In 1917, five years after Roy Disney also left home, Elias Disney moved with his wife and two young children back to Chicago, where he tried his luck setting up a small jam factory. In the spring of 1918, Walt, aged just seventeen, forged his birth certificate and enlisted as a Red Cross soldier to fight in World War I. He arrived in Europe when there was already peace, but was stationed in France and Germany until September 1919. After graduation, he went to live with his brother Roy in Kansas City, where he sought employment as a draftsman.

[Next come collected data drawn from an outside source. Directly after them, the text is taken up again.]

//! Engine wiring
//!
//! Owns the registry, pending buffers, and router, and drives the three
//! periodic activities — fast tick mutation, slow persistence flush,
//! very-slow registry reload — as independently scheduled tasks with
//! explicit shutdown handles. Also exposes the synchronous-read query
//! surface consumed by trade/portfolio logic and the reactive
//! connect/subscribe surface for streaming consumers.

use crate::bootstrap;
use crate::config::Config;
use crate::error::EngineError;
use crate::history::{HistoryRange, HistoryService, PriceHistory};
use crate::instrument::{Instrument, Registry};
use crate::mutator::{MutatorConfig, PriceMutator};
use crate::persist::{FlushWorker, PendingBuffers};
use crate::router::{ConsumerId, ConsumerKind, EngineMessage, SubscriptionRouter};
use crate::store::QuoteStore;
use std::sync::Arc;
use std::time::Duration;
use tokio::sync::{mpsc, watch, Mutex};
use tokio::task::JoinHandle;
use tokio::time::MissedTickBehavior;

/// The market-data engine
pub struct Engine {
    registry: Arc<Registry>,
    router: Arc<SubscriptionRouter>,
    history: HistoryService,
    // Ticks and reloads halt on the first signal; the flush worker
    // drains on the second, after ticks have stopped, so the final
    // flush sees every buffered mutation.
    halt_tx: watch::Sender<bool>,
    drain_tx: watch::Sender<bool>,
    loop_tasks: Vec<JoinHandle<()>>,
    worker_task: JoinHandle<()>,
}

impl Engine {
    /// Bootstrap the registry and start the periodic tasks
    ///
    /// Returns only once the registry is tick-ready; the price mutator
    /// never runs concurrently with bootstrap.
    pub async fn start(config: Config, store: Arc<dyn QuoteStore>) -> Result<Self, EngineError> {
        let registry = Arc::new(Registry::new());
        let router = Arc::new(SubscriptionRouter::default());
        let buffers = Arc::new(Mutex::new(PendingBuffers::new(
            config.persistence.max_pending_history,
        )));

        let outcome = bootstrap::load_or_seed(store.as_ref(), &registry).await?;
        tracing::info!(?outcome, instruments = registry.len().await, "Bootstrap complete");

        let (halt_tx, _) = watch::channel(false);
        let (drain_tx, _) = watch::channel(false);

        let mutator_config = MutatorConfig {
            max_delta_bps: config.tick.max_delta_bps,
            min_price: config.tick.min_price,
            price_decimals: config.tick.price_decimals,
            max_volume_step: config.tick.max_volume_step,
        };

        // Tick loop
        let tick_handle = {
            let mut mutator =
                PriceMutator::new(registry.clone(), buffers.clone(), mutator_config);
            let router = router.clone();
            let mut halt = halt_tx.subscribe();
            let interval = Duration::from_millis(config.tick.interval_ms);
            tokio::spawn(async move {
                let mut ticker = tokio::time::interval(interval);
                ticker.set_missed_tick_behavior(MissedTickBehavior::Delay);
                loop {
                    tokio::select! {
                        _ = ticker.tick() => {
                            let batch = mutator.run_tick().await;
                            // Fan out only after the batch is finalized.
                            if !batch.is_empty() {
                                router.broadcast(&batch).await;
                            }
                        }
                        _ = halt.changed() => {
                            tracing::info!("Tick loop halted");
                            break;
                        }
                    }
                }
            })
        };

        // Slow registry reload for out-of-band instrument additions
        let reload_handle = {
            let store = store.clone();
            let registry = registry.clone();
            let mut halt = halt_tx.subscribe();
            let period = Duration::from_secs(config.bootstrap.reload_interval_secs);
            tokio::spawn(async move {
                let start = tokio::time::Instant::now() + period;
                let mut ticker = tokio::time::interval_at(start, period);
                loop {
                    tokio::select! {
                        _ = ticker.tick() => {
                            if let Err(e) = bootstrap::reconcile(store.as_ref(), &registry).await {
                                tracing::warn!(error = %e, "Registry reload failed");
                            }
                        }
                        _ = halt.changed() => break,
                    }
                }
            })
        };

        // Write-behind persistence worker
        let worker = FlushWorker::new(
            store.clone(),
            buffers.clone(),
            Duration::from_secs(config.persistence.flush_interval_secs),
            Duration::from_secs(config.persistence.flush_timeout_secs),
        );
        let worker_task = tokio::spawn(worker.run(drain_tx.subscribe()));

        let history = HistoryService::new(store, registry.clone());

        Ok(Self {
            registry,
            router,
            history,
            halt_tx,
            drain_tx,
            loop_tasks: vec![tick_handle, reload_handle],
            worker_task,
        })
    }

    /// Stop ticking, drain buffers with one best-effort flush, and join
    /// all tasks
    pub async fn shutdown(mut self) {
        tracing::info!("Engine shutting down");
        let _ = self.halt_tx.send(true);
        for task in self.loop_tasks.drain(..) {
            let _ = task.await;
        }
        let _ = self.drain_tx.send(true);
        let _ = self.worker_task.await;
        tracing::info!("Engine stopped");
    }

    // --- query surface ---

    /// Current snapshots of all instruments
    pub async fn stocks(&self) -> Vec<Instrument> {
        self.registry.get_all().await
    }

    /// Current snapshot of one instrument
    ///
    /// The price is only "last_price at call time"; trade execution must
    /// re-read within its own transaction boundary.
    pub async fn stock_by_id(&self, id: &str) -> Result<Instrument, EngineError> {
        self.registry
            .get(id)
            .await
            .ok_or_else(|| EngineError::InstrumentNotFound(id.to_string()))
    }

    /// Current snapshots filtered by market
    pub async fn stocks_by_market(&self, market: &str) -> Vec<Instrument> {
        self.registry.get_by_market(market).await
    }

    /// Range-filtered price history with synthetic fallback
    pub async fn stock_price_history(
        &self,
        id: &str,
        range: HistoryRange,
    ) -> Result<PriceHistory, EngineError> {
        self.history.get(id, range).await
    }

    // --- consumer surface ---

    /// Register a streaming consumer; the receiver's first message is a
    /// full current snapshot
    pub async fn connect(&self, kind: ConsumerKind) -> (ConsumerId, mpsc::Receiver<EngineMessage>) {
        let snapshot = self.registry.get_all().await;
        self.router.connect(kind, snapshot).await
    }

    /// Subscribe a scoped consumer to one instrument
    pub async fn subscribe(&self, consumer: ConsumerId, instrument_id: &str) {
        self.router.subscribe(consumer, instrument_id).await;
    }

    /// Drop a scoped consumer's interest in one instrument
    pub async fn unsubscribe(&self, consumer: ConsumerId, instrument_id: &str) {
        self.router.unsubscribe(consumer, instrument_id).await;
    }

    /// Remove a consumer and purge its interest entries
    pub async fn disconnect(&self, consumer: ConsumerId) {
        self.router.disconnect(consumer).await;
    }
}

His dream was to become an artist for the Kansas City Star, the newspaper he had delivered as a child, but he found work as an apprentice at an advertising agency, the Pesmen-Rubin Commercial Art Studio. With a salary of 50 dollars a month, in that job he met Ub Iwerks , a young man his own age and exceptionally gifted at drawing, with whom he became friends. When the two lost their jobs, they set up their own company, Iwerks-Disney Commercial Artists. The company lasted barely a month, since Walt preferred to accept a secure job, although he convinced his new bosses to hire Iwerks. In that job both learned the still very rudimentary techniques of film animation.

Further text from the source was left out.